The BBC is its own worst enemy

I am a huge fan of the BBC. I was literally born and raised on it as one of my main sources of entertainment and information. As I have grown older, its excellent news coverage, documentaries, analysis and the plethora of insightful programmes on the national treasure that is Radio 4 have helped make me the politically engaged person I am today.

I absolutely feel that this country is a better place for having a publicly funded broadcasting organisation like this. I think if we ever lost it, even many of its critics would find that they didn't know what they had until it was gone.

Having said all this, that doesn't mean that I am happy with the way things are with the BBC. There are certainly things that it does that I think it should not be doing. Lots of them if I am honest. It seems to be a fairly bloated organisation (as can often happen with public institutions) and I feel sure could be reduced in size whilst retaining its unique characteristics.

Here are the sort of things that I think need to happen:
  • I think they should get rid of BBC3. There is very little of worth on that channel that could not be provided by commercial channels (and the small number of good things could be broadcast on BBC2) and it gives the BBC's opponents an easy target by just listing some of the programmes on it. I have just had a quick look at what has recently been broadcast on 3 on the iPlayer and I can see several that fall into this category: "Claire Richards: My Big Fat Wedding", "Kirsten's Topless Ambition", "When Diets Go Wrong", all of which sound like headlines from the front cover of Heat magazine. This is not what publicly funded broadcasting is for I am afraid. E4, Nuts TV, Dave, Sky, ITV and many other channels can and do provide this sort of thing already. Why is the BBC competing?
  • Radios 1 and 2 (and possibly Radio 5 live) should be spun out into commercial channels. I loved Radio 1 when I was growing up and am a big fan of Radio 2 now but what they provide is very similar to that available on commercial channels and their presence as publicly funded behemoths in this space distort the market. They can surely survive as commercial entities? Again, this is not what public service broadcasting should be about.
  • In general the BBC should stop pursuing ratings in exactly the same way as commercial channels. They should stop trying to ape commercial successes like "X-Factor" and "Saturday Night Takeaway". They need to be distinctive otherwise they will eventually lose the argument for their continued existence.
There are other areas that should be reformed such as pay for senior executives (how can my namesake Mark Thompson really justify earning almost 1 million pounds per year?).

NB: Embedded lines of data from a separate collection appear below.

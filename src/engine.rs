use chrono::NaiveDate;
use hourglass_rs::SafeTimeProvider;
use serde::{Deserialize, Serialize};
use tracing::{debug, info, instrument, warn};
use uuid::Uuid;

use crate::config::{BalanceCheck, EngineConfig};
use crate::decimal::{days_between, Money};
use crate::errors::{EngineError, Result};
use crate::events::{AuditAction, AuditEntry, Event, EventStore};
use crate::payments::{
    AllocationOptions, AmortizationCalculator, PaymentAllocator, PaymentRequest, ScheduleGenerator,
};
use crate::penalty::PenaltyCalculator;
use crate::performance::{Classification, PerformanceClassifier};
use crate::reconcile::{BalanceReconciler, ReconciliationReport, StatusTransition};
use crate::state::{Installment, Loan, LoanSummary, Repayment};
use crate::store::{InMemoryStore, LoanStore, LoanTransaction};
use crate::types::{AllocationLine, InstallmentStatus, LoanId, LoanStatus, RepaymentStatus};

/// result of an engine call together with the events it produced
#[derive(Debug, Clone, PartialEq)]
pub struct Outcome<T> {
    pub result: T,
    pub events: Vec<Event>,
}

/// what the caller gets back for an allocated payment
#[derive(Debug, Clone, PartialEq, Serialize, Deserialize)]
pub struct PaymentReceipt {
    pub receipt_number: String,
    pub lines: Vec<AllocationLine>,
    pub principal_paid: Money,
    pub interest_paid: Money,
    pub fee_paid: Money,
    pub penalty_paid: Money,
    pub excess_amount: Money,
    pub loan: LoanSummary,
    pub classification: Classification,
}

/// penalties raised by an accrual run
#[derive(Debug, Clone, PartialEq, Serialize, Deserialize)]
pub struct PenaltyAccrual {
    pub as_of: NaiveDate,
    pub total_accrued: Money,
    pub installments_charged: u32,
    pub newly_overdue: u32,
}

/// result of reversing a ledger entry
#[derive(Debug, Clone, PartialEq, Serialize, Deserialize)]
pub struct Reversal {
    pub receipt_number: String,
    pub amount: Money,
    pub report: ReconciliationReport,
    pub classification: Classification,
}

/// repayment allocation and loan performance engine
pub struct RepaymentEngine<S: LoanStore> {
    store: S,
    config: EngineConfig,
    generator: Box<dyn ScheduleGenerator>,
}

There are many things that the BBC does brilliantly and I would not want to see lost. Here are a few examples:
  • Almost all of Radio 4's output
  • Almost all of BBC4's output
  • Newsnight
  • Natural world documentaries (David Attenborough, Dr Iain Stewart, Coast etc.)
  • National TV news
  • Comedy
  • Local TV news
  • Costume/period dramas
  • Light hearted drama (e.g. Life on Mars)
I could go on but you get the point.

One final thing. There has been talk about top slicing of the license fee recently. The idea is that a small amount of the license fee (e.g. 3% or 4%) is given to other broadcasters in order to provide public service programmes, especially locally based ones. The BBC and its champions have reacted with horror to this announcement but why? The BBC should not necessarily have an absolute monopoly on public sector broadcasting. If other agencies/companies can provide services through being allocated a small chunk of the license fee then why is this such a terrible thing? One of the arguments I have heard against this is that it could lead to further slicing of the fee later once the principle of the BBC solely getting the fee is breached. This sounds suspiciously like the slippery slope fallacy to me and is not good enough frankly.

The BBC needs to change and ditch the dross and unneccessary stuff in order to protect the valuable output that the commercial sector struggles to or cannot provide. The fact that the BBC still doesn't see this and is determined to stay as big as it can get away with and insisting that its funding needs to remain as it or even grow shows that it is its own worst enemy.

19 comments:

  1. A great post, and I agree with it completely.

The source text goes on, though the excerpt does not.